VS steunt streven EU naar veiligstellen energievoorziening door betere relaties met Oost-Europese landen (en)

Met dank overgenomen van EUobserver (EUOBSERVER) i, gepubliceerd op maandag 6 april 2009, 16:45.

EUOBSERVER/BRUSSELS – The Obama administration backs the EU's newest policy towards its eastern neighbours, especially the bloc's the bid to reduce its energy dependency on Russia, a US diplomat told EUobserver.

„The Eastern Partnership is a positive sign that things are moving finally in the right direction," deputy assistant secretary of state Matt Bryza said in a phone interview. He added he was pleased to see that EU energy policy moving more quickly towards diversification of natural gas supplies.

„Of course, there's still a strong debate going on in Brussels and some of the larger member states capitals about how to manage a deep dependence and relationship with Russia on gas with the need to diversify. Europe isn't quite yet at a common external energy policy, but Russia's actions this winter helped to accelerate Europe moving in that direction," Mr Bryza said, referring to Gazprom's decision to cut of gas flows to Ukraine and eastern European countries in January.

„Our European allies can choose their own energy policies, but I think they are moving in the right direction and I see positive signs in terms of the strong outreach to Azerbaijan now, as we witnessed at the Budapest Nabucco summit in January. Also, we see real progress in the development of pipelines in Europe, whether they be larger projects, like Turkey-Greece-Italy project or Nabucco, or smaller ones, like the interconnections of various European gas transmission and distribution systems. There is an exhilaration of efforts to develop these sorts of projects," the US diplomat noted.

Both US president Barack Obama i and secretary of state Hillary Clinton i praised the "project of the Eastern Partnership" during an informal EU-US summit in Prague on Sunday, Polish foreign minister Radek Sikorski said on Monday.

A Polish-Swedish initiative, the Eastern Partnership aims at improving the EU's political, economic and energy relations with Ukraine, Belarus, Moldova, Azerbaijan, Armenia and Georgia.

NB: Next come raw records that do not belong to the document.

//! Position-source plugin interface.
//!
//! A plugin wraps one platform positioning source (GNSS chipset, Wi-Fi
//! scanner, cell modem, hybrid network backend). Constructing a plugin
//! initializes it and dropping it shuts it down; the handler that owns it
//! only ever talks to it through the traits in this module.
//!
//! Plugins report asynchronous results through a [`PluginCallbacks`] handle
//! handed to them on [`PositionPlugin::start`]. Callbacks may be invoked from
//! any thread, including from inside the plugin call that triggered them.

mod gnss;
mod replay;

use std::sync::{Arc, Weak};

pub use gnss::{
    GeofenceArea, GeofenceEvent, GeofenceTransition, GnssPlugin, NmeaSentence, PositionMode,
};
pub use replay::{ReplayError, ReplayFix, ReplayPlugin};

use crate::error::ErrorCode;
use crate::position::{FixResult, SatelliteData};

/// Receiver side of plugin callbacks, implemented by handlers.
pub trait PluginListener: Send + Sync {
    /// A fix (or a fix-time error) is available.
    fn on_position(&self, result: FixResult);

    /// A new satellite snapshot is available.
    fn on_satellites(&self, _data: SatelliteData) {}

    /// A raw NMEA sentence was produced.
    fn on_nmea(&self, _sentence: NmeaSentence) {}

    /// The engine asks for network time to be injected.
    fn on_time_request(&self) {}

    /// The engine asks for XTRA assistance data to be injected.
    fn on_xtra_request(&self) {}

    /// A geofence transition was detected.
    fn on_geofence(&self, _event: GeofenceEvent) {}
}

/// Typed callback handle given to a plugin.
///
/// Holds a weak reference to its handler so a plugin that outlives its
/// handler (or keeps firing after `stop`) cannot keep it alive; calls made
/// after the handler is gone are silently dropped.
#[derive(Clone)]
pub struct PluginCallbacks {
    listener: Weak<dyn PluginListener>,
}

impl PluginCallbacks {
    pub fn new(listener: &Arc<dyn PluginListener>) -> Self {
        Self {
            listener: Arc::downgrade(listener),
        }
    }

    pub fn position(&self, result: FixResult) {
        if let Some(listener) = self.listener.upgrade() {
            listener.on_position(result);
        }
    }

    pub fn satellites(&self, data: SatelliteData) {
        if let Some(listener) = self.listener.upgrade() {
            listener.on_satellites(data);
        }
    }

    pub fn nmea(&self, sentence: NmeaSentence) {
        if let Some(listener) = self.listener.upgrade() {
            listener.on_nmea(sentence);
        }
    }

    pub fn request_time(&self) {
        if let Some(listener) = self.listener.upgrade() {
            listener.on_time_request();
        }
    }

    pub fn request_xtra(&self) {
        if let Some(listener) = self.listener.upgrade() {
            listener.on_xtra_request();
        }
    }

    pub fn geofence(&self, event: GeofenceEvent) {
        if let Some(listener) = self.listener.upgrade() {
            listener.on_geofence(event);
        }
    }

    /// True while the owning handler is alive.
    pub fn is_attached(&self) -> bool {
        self.listener.strong_count() > 0
    }
}

impl std::fmt::Debug for PluginCallbacks {
    fn fmt(&self, f: &mut std::fmt::Formatter<'_>) -> std::fmt::Result {
        f.debug_struct("PluginCallbacks")
            .field("attached", &self.is_attached())
            .finish()
    }
}

/// Operations every position plugin supports.
pub trait PositionPlugin: Send + Sync {
    /// Short identifier used in logs.
    fn name(&self) -> &str;

    /// Power up the source and remember where to report results.
    fn start(&self, callbacks: PluginCallbacks) -> Result<(), ErrorCode>;

    /// Power down the source.
    fn stop(&self) -> Result<(), ErrorCode>;

    /// Request a single fix, reported through [`PluginCallbacks::position`].
    fn get_position(&self) -> Result<(), ErrorCode>;

    /// Enable or disable periodic fixes.
    fn start_tracking(&self, enable: bool) -> Result<(), ErrorCode>;
}

/// The plugins available to this process, one slot per source category.
#[derive(Clone, Default)]
pub struct PluginSet {
    pub gps: Option<Arc<dyn GnssPlugin>>,
    pub wifi: Option<Arc<dyn PositionPlugin>>,
    pub cell: Option<Arc<dyn PositionPlugin>>,
    pub hybrid: Option<Arc<dyn PositionPlugin>>,
}

impl PluginSet {
    /// Names of the loaded plugins, for startup logging.
    pub fn loaded(&self) -> Vec<&str> {
        let mut names = Vec::new();
        if let Some(p) = &self.gps {
            names.push(p.name());
        }
        for p in [&self.wifi, &self.cell, &self.hybrid].into_iter().flatten() {
            names.push(p.name());
        }
        names
    }
}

Mr Bryza rejected fears about the feasibility of the EU-backed Nabucco pipeline, aimed at carrying Caspian gas to Europe via Turkey after Azerbaijan – the main supplier – signed a deal with Gazprom last month on selling non-defined quantities of gas to the Russian company.

"It's not worrying at all. President Ilham Aliev's priority is clearly to produce and export as much gas as possible to Europe as quickly as possible, but at the same time he has to live right next door to Russia, where gas demands are increasing. So he's got to find a way to balance these relations," the US diplomat noted.

However, he stressed that it was important for Europe to do more, in order to "ensure that president Aliev knows Europe is Azerbaijan's strategic partner", and in this context, the Eastern Partnership is a welcome step.

Europeans do not just have to prove that they just want Azerbaijan's gas, but they also have to "embrace Azerbaijan as a strategic partner in broader ways, not just as a blank face like a post office box from which the gas comes."

EU's envoy to the Caucasus Peter Semneby traveled to Baku on Monday to meet Azeri officials precisely to discuss the Eastern Partnership and issues concerning the frozen conflict in Nagorno Karabakh, an Azeri region occupied by neighbouring Armenia.

Armenian row

Meanwhile, the conflict in Nagorno Karabakh looked to overshadow president Obama's visit to Turkey, during which Ankara was set to announce a historic protocol with Armenia.

Turkey closed its borders to Armenia in 1993, in solidarity with Azerbaijan, whose population is also Turcik.

Despite calls from Ms Clinton and Turkish president Abdullah Gul, Azeri president Ilham Aliev refused to join Mr Obama in Istanbul on Monday for the UN interfaith conference called the „Alliance of civilisations."

He also threatened to cut gas supplies to Turkey if Ankara signs the agreement prior to the settlement of the Nagorno Karabakh issue.